A study published in the Sultan Qaboos University Medical Journal revealed that faith-based weight loss intervention programs are effective in obese or overweight women during the period after Ramadan. The study, which is entitled “Voluntary Fasting to Control Post-Ramadan Weight Gain among Overweight and Obese Women,” could have implications in how faith-based initiatives can be used in effective weight loss solutions.
Epidemiological studies have shown that the number of obese or overweight individuals in Islamic countries is a matter of concern. Control of food intake and voluntary fasting are, however, both considered honorable acts according to Islamic religious teachings. In the Islamic religion, the Ramadan corresponds to a month during which Muslims fast during the day, from dawn to sunset, with several studies reporting a considerable overall weight loss in the population during this period; however, it was also found that the weight loss is rapidly regained in the following month.
The goal of this study was to evaluate the efficacy of an Islamic voluntary fasting intervention as a method of controlling post-Ramadan weight gain in women. The study was performed between July and November 2011 with the implementation of two weight loss intervention programs among 140 Muslim obese or overweight women, inhabitants in the Malaysian cities of Putrajaya and Seremban. Malay women in group A followed an Islamic faith-based program that promoted post-Ramadan voluntary fasting besides the standard program, whereas in group B, women followed a standard program encouraging the control of food intake as recommended by the national dietary guidelines. The faith-based program included four booklets with religious quotations and relevant information regarding a healthy life, voluntary fasting and control of food intake. Parameters such as body mass index (BMI), dietary practices, blood pressure, fasting blood high-density lipoprotein cholesterol (HDL-C) and the ratio of total cholesterol:HDL-C were determined before the Ramadan period and three months after.

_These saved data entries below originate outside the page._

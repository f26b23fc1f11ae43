use cuesheet_pipeline::{ConversionOutput, CountryPayload, SectionedOutput, SectionedPayload};
use serde::Serialize;
use std::path::Path;

pub mod checks;
pub use checks::{
    parse_required_keys, validate_payload, validate_sectioned, validate_simple, PayloadIssues, ValidationOptions,
    DEFAULT_REQUIRED_GLOBAL_KEYS,
};

#[derive(Debug, Serialize, Clone, Copy, PartialEq, Eq)]
#[serde(rename_all = "kebab-case")]
pub enum ReportMode {
    ValidateOnly,
    DryRun,
}

impl ReportMode {
    pub fn completion_message(self) -> &'static str {
        match self {
            ReportMode::ValidateOnly => "Validation complete (no files written).",
            ReportMode::DryRun => "Dry run complete (no files written).",
        }
    }
}

#[derive(Debug, Serialize)]
#[serde(untagged)]
pub enum ValidationReport {
    Unified(UnifiedReport),
    Legacy(LegacyReport),
}

#[derive(Debug, Serialize)]
pub struct UnifiedReport {
    pub input: String,
    pub mode: ReportMode,
    pub countries: Vec<CountryReport>,
    pub summary: ReportSummary,
}

#[derive(Debug, Serialize)]
pub struct LegacyReport {
    pub input: String,
    pub legacy: bool,
    pub mode: ReportMode,
    pub errors: Vec<String>,
    pub warnings: Vec<String>,
}

#[derive(Debug, Serialize)]
#[serde(rename_all = "camelCase")]
pub struct CountryReport {
    pub country: String,
    pub errors: Vec<String>,
    pub warnings: Vec<String>,
    pub videos: Vec<VideoSummary>,
    pub claim_lines: usize,
    pub disclaimer_lines: usize,
    #[serde(rename = "disclaimer_02Lines")]
    pub disclaimer_02_lines: usize,
    pub logo_lines: usize,
}

#[derive(Debug, Serialize)]
#[serde(rename_all = "camelCase")]
pub struct VideoSummary {
    pub video_id: String,
    pub subtitle_count: usize,
}

#[derive(Debug, Serialize, Clone, Copy, PartialEq, Eq)]
pub struct ReportSummary {
    pub errors: usize,
    pub warnings: usize,
}

impl CountryReport {
    fn new(country: &str, payload: &CountryPayload, issues: PayloadIssues) -> Self {
        CountryReport {
            country: country.to_string(),
            errors: issues.errors,
            warnings: issues.warnings,
            videos: payload
                .videos
                .iter()
                .map(|video| VideoSummary {
                    video_id: video.video_id.clone(),
                    subtitle_count: video.subtitles.len(),
                })
                .collect(),
            claim_lines: payload.claim.landscape().len(),
            disclaimer_lines: payload.disclaimer.landscape().len(),
            disclaimer_02_lines: payload.disclaimer_02.landscape().len(),
            logo_lines: payload.logo.landscape().len(),
        }
    }

    fn sectioned(country: &str, payload: &SectionedPayload, issues: PayloadIssues) -> Self {
        CountryReport {
            country: country.to_string(),
            errors: issues.errors,
            warnings: issues.warnings,
            videos: Vec::new(),
            claim_lines: payload.claim.len(),
            disclaimer_lines: payload.disclaimer.len(),
            disclaimer_02_lines: payload.disclaimer_02.len(),
            logo_lines: 0,
        }
    }

    pub fn subtitle_lines(&self) -> usize {
        self.videos.iter().map(|video| video.subtitle_count).sum()
    }
}

pub fn build_report(
    input: &Path,
    mode: ReportMode,
    output: &ConversionOutput,
    options: &ValidationOptions,
) -> ValidationReport {
    let input = input.display().to_string();
    let countries: Vec<CountryReport> = match output {
        ConversionOutput::Unified(document) => document
            .by_country
            .iter()
            .map(|(code, payload)| CountryReport::new(code, payload, validate_payload(payload, options)))
            .collect(),
        ConversionOutput::Sectioned(SectionedOutput::Multi(document)) => document
            .by_country
            .iter()
            .map(|(code, payload)| CountryReport::sectioned(code, payload, validate_sectioned(payload)))
            .collect(),
        ConversionOutput::Sectioned(SectionedOutput::Single(payload)) => {
            return legacy_report(input, mode, validate_sectioned(payload));
        }
        ConversionOutput::Simple(document) => {
            return legacy_report(input, mode, validate_simple(document));
        }
    };
    let summary = countries.iter().fold(
        ReportSummary {
            errors: 0,
            warnings: 0,
        },
        |acc, country| ReportSummary {
            errors: acc.errors + country.errors.len(),
            warnings: acc.warnings + country.warnings.len(),
        },
    );
    ValidationReport::Unified(UnifiedReport {
        input,
        mode,
        countries,
        summary,
    })
}

fn legacy_report(input: String, mode: ReportMode, issues: PayloadIssues) -> ValidationReport {
    ValidationReport::Legacy(LegacyReport {
        input,
        legacy: true,
        mode,
        errors: issues.errors,
        warnings: issues.warnings,
    })
}

impl ValidationReport {
    pub fn mode(&self) -> ReportMode {
        match self {
            ValidationReport::Unified(report) => report.mode,
            ValidationReport::Legacy(report) => report.mode,
        }
    }

    /// Issues prefixed with their country code.
    pub fn errors(&self) -> Vec<String> {
        match self {
            ValidationReport::Unified(report) => report
                .countries
                .iter()
                .flat_map(|country| {
                    country
                        .errors
                        .iter()
                        .map(move |err| format!("{}: {err}", country.country))
                })
                .collect(),
            ValidationReport::Legacy(report) => report.errors.clone(),
        }
    }

    pub fn warnings(&self) -> Vec<String> {
        match self {
            ValidationReport::Unified(report) => report
                .countries
                .iter()
                .flat_map(|country| {
                    country
                        .warnings
                        .iter()
                        .map(move |warning| format!("{}: {warning}", country.country))
                })
                .collect(),
            ValidationReport::Legacy(report) => report.warnings.clone(),
        }
    }

    pub fn has_errors(&self) -> bool {
        match self {
            ValidationReport::Unified(report) => report.summary.errors > 0,
            ValidationReport::Legacy(report) => !report.errors.is_empty(),
        }
    }
}

pub fn write_report(path: &Path, report: &ValidationReport) -> Result<(), String> {
    if let Some(parent) = path.parent().filter(|parent| !parent.as_os_str().is_empty()) {
        std::fs::create_dir_all(parent)
            .map_err(|err| format!("create report dir {}: {err}", parent.display()))?;
    }
    let json = serde_json::to_string_pretty(report).map_err(|err| err.to_string())?;
    std::fs::write(path, json).map_err(|err| format!("write report {}: {err}", path.display()))?;
    Ok(())
}

pub fn render_text_report(report: &ValidationReport) -> String {
    let mut out = String::new();
    if let ValidationReport::Unified(unified) = report {
        let codes: Vec<&str> = unified
            .countries
            .iter()
            .map(|country| country.country.as_str())
            .collect();
        out.push_str(&format!(
            "Discovered countries ({}): {:?}\n",
            codes.len(),
            codes
        ));
        for country in &unified.countries {
            out.push_str(&format!(
                "  {}: videos={} subtitleLines={} claimLines={} disclaimerLines={} disclaimer_02Lines={} logoLines={}\n",
                country.country,
                country.videos.len(),
                country.subtitle_lines(),
                country.claim_lines,
                country.disclaimer_lines,
                country.disclaimer_02_lines,
                country.logo_lines
            ));
        }
    }

    let warnings = report.warnings();
    if !warnings.is_empty() {
        out.push_str("Validation warnings:\n");
        for warning in &warnings {
            out.push_str(&format!("  - {warning}\n"));
        }
    }
    let errors = report.errors();
    if !errors.is_empty() {
        out.push_str("Validation errors:\n");
        for err in &errors {
            out.push_str(&format!("  - {err}\n"));
        }
    }

    out.push_str(report.mode().completion_message());
    if report.mode() == ReportMode::ValidateOnly {
        let verdict = if !errors.is_empty() {
            " Errors found."
        } else if !warnings.is_empty() {
            " OK (warnings only)."
        } else {
            " OK."
        };
        out.push_str(verdict);
    }
    out.push('\n');
    out
}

The researchers found that the mean diastolic pressure, the total cholesterol:HDL-C ratio and the amount of protein/carbohydrates consumed per day were only decreased in women in group A, while the HDL-C levels and the frequency of vegetable/fruit consumption per week were significantly increased also in group A only. In terms of BMI, changes between groups A and B were not significant, although within group A, a significant decrease in BMI was found three months after the Ramadan.
The team concluded that the faith-based intervention group was able to control more efficiently the weight gain associated with the post-Ramadan period and suggests that healthcare providers should consider similar intervention programs to promote weight loss among women during Ramadan and especially to avoid post-Ramadan weight gain.